Urlicht - whoever it's sung by - is fine until the last minute or so when there are a couple of coughs in the audience and the movement tends to end just a little too abruptly. The finale opens with an understated tam-tam but a huge chord from the orchestra which dies down well. The march and subsequent explosions are handled really nicely and the off-stage brass-band are just distant enough, oh and the percussion crescendos are superb- I reckon the percussionist split the high tam-tam which might account for it's mysteriopus absense later! The entrance of the choir is really
ppp, but there's something really odd going on in the brass chorale after the first choral / solo 'verse'; something somewhere sounds very off - I think it's the tremolo woods / strings in the background. Anyhow, back comes the choir and all is well as is the second orchestral interlude prior to 'O Glaube', which has just the right amount of urgency. The soloists have a bit too much vibrato and the choir doesn't sound 'big' enough, but the ending is well handled with a superbly slow 'Aufersteh'n' with an organ you can actually hear, reasonable tubular bells but, oddly, no 2nd tam-tam at the close.

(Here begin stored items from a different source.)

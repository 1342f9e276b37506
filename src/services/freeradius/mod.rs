//! FreeRADIUS configuration files

pub mod clients;
pub mod conf;
pub mod paths;
pub mod policy;
pub mod sites;
pub mod sql_module;

pub use paths::{ConfigLayout, daemon_binary, discover};
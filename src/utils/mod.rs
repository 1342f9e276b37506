pub mod exec;
pub mod logging;
pub mod privileges;
pub mod string;
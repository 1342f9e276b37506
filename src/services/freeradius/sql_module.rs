//! `mods-available/sql` rendering and enablement

use super::paths::ConfigLayout;
use crate::config::DatabaseSettings;
use crate::utils::exec::CommandExecutor;
use anyhow::{Context, Result};
use regex::Regex;
use std::fs;
use std::path::Path;

const SQL_MODULE_TEMPLATE: &str = r#"# Managed by radctl. Re-run `radctl fix` after editing database settings.
sql {
	dialect = "postgresql"
	driver = "rlm_sql_${dialect}"

	server = "@DB_HOST@"
	port = @DB_PORT@
	login = "@DB_USER@"
	password = "@DB_PASSWORD@"
	radius_db = "@DB_NAME@"

	acct_table1 = "radacct"
	acct_table2 = "radacct"
	postauth_table = "radpostauth"
	authcheck_table = "radcheck"
	groupcheck_table = "radgroupcheck"
	authreply_table = "radreply"
	groupreply_table = "radgroupreply"
	usergroup_table = "radusergroup"

	delete_stale_sessions = yes

	pool {
		start = ${thread[pool].start_servers}
		min = ${thread[pool].min_spare_servers}
		max = ${thread[pool].max_servers}
		spare = ${thread[pool].max_spare_servers}
		uses = 0
		retry_delay = 30
		lifetime = 0
		idle_timeout = 60
	}

	read_clients = yes
	client_table = "nas"

	group_attribute = "SQL-Group"

	$INCLUDE ${modconfdir}/${.:name}/main/${dialect}/queries.conf
}
"#;

/// Group the FreeRADIUS daemon runs as on Debian/Ubuntu
pub const RADIUS_GROUP: &str = "freerad";

fn escape(value: &str) -> String {
    value.replace('\\', "\\\\").replace('"', "\\\"")
}

/// Render the module for the given database settings
pub fn render(db: &DatabaseSettings, password: &str) -> String {
    SQL_MODULE_TEMPLATE
        .replace("@DB_HOST@", &escape(&db.host))
        .replace("@DB_PORT@", &db.port.to_string())
        .replace("@DB_USER@", &escape(&db.user))
        .replace("@DB_PASSWORD@", &escape(password))
        .replace("@DB_NAME@", &escape(&db.name))
}

/// Write mods-available/sql; returns whether the content changed
pub fn write(layout: &ConfigLayout, db: &DatabaseSettings, password: &str) -> Result<bool> {
    let path = layout.sql_available();
    let rendered = render(db, password);
    if fs::read_to_string(&path).ok().as_deref() == Some(rendered.as_str()) {
        return Ok(false);
    }
    if let Some(parent) = path.parent() {
        fs::create_dir_all(parent)
            .with_context(|| format!("Failed to create {}", parent.display()))?;
    }
    fs::write(&path, rendered).with_context(|| format!("Failed to write {}", path.display()))?;
    Ok(true)
}

/// Whether mods-enabled/sql points at the available module
pub fn is_enabled(layout: &ConfigLayout) -> bool {
    let enabled = layout.sql_enabled();
    match fs::symlink_metadata(&enabled) {
        Ok(meta) if meta.file_type().is_symlink() => enabled.exists(),
        Ok(meta) => meta.is_file(),
        Err(_) => false,
    }
}

/// Create the mods-enabled/sql symlink; returns whether anything changed
pub fn enable(layout: &ConfigLayout) -> Result<bool> {
    let enabled = layout.sql_enabled();
    let target = Path::new("../mods-available/sql");

    if let Ok(meta) = fs::symlink_metadata(&enabled) {
        if meta.file_type().is_symlink() && fs::read_link(&enabled)?.as_path() == target {
            return Ok(false);
        }
        // A stale link or a copied file: replace it with the canonical link
        fs::remove_file(&enabled)
            .with_context(|| format!("Failed to remove {}", enabled.display()))?;
    }

    if let Some(parent) = enabled.parent() {
        fs::create_dir_all(parent)
            .with_context(|| format!("Failed to create {}", parent.display()))?;
    }

    #[cfg(unix)]
    std::os::unix::fs::symlink(target, &enabled)
        .with_context(|| format!("Failed to link {}", enabled.display()))?;
    #[cfg(not(unix))]
    fs::copy(layout.sql_available(), &enabled)
        .with_context(|| format!("Failed to copy {}", enabled.display()))?;

    Ok(true)
}

/// Restrict the module to root and the daemon group (it contains the DB password)
pub fn secure_permissions(exec: &dyn CommandExecutor, layout: &ConfigLayout) -> Result<()> {
    let path = layout.sql_available();

    #[cfg(unix)]
    {
        use std::os::unix::fs::PermissionsExt;
        fs::set_permissions(&path, fs::Permissions::from_mode(0o640))
            .with_context(|| format!("Failed to set permissions for: {}", path.display()))?;
    }

    let path_str = path.to_string_lossy();
    let output = exec.execute("chgrp", &[RADIUS_GROUP, &path_str])?;
    crate::utils::exec::ensure_success(&output, "chgrp")
}

/// Read the database password from an existing module
pub fn read_password(path: &Path) -> Result<Option<String>> {
    if !path.exists() {
        return Ok(None);
    }
    let content =
        fs::read_to_string(path).with_context(|| format!("Failed to read {}", path.display()))?;
    let re = Regex::new(r#"(?m)^\s*password\s*=\s*"((?:[^"\\]|\\.)*)""#)?;
    Ok(re.captures(&content).map(|caps| {
        caps[1].replace("\\\"", "\"").replace("\\\\", "\\")
    }))
}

OK, this is a ridiculously cheap CD (an couple of quid I think), but the recording is spacious and clear and the performance well on a par with much more illustrious and expensive offerings. The version pictured is on single disc has no applause at the end, the 'Nanut' version spread over 2 discs does - it also has a most bizarre start to the 5th movement, not with the crash bang wallop after 'Urlicht', but with the first offstage horn calls.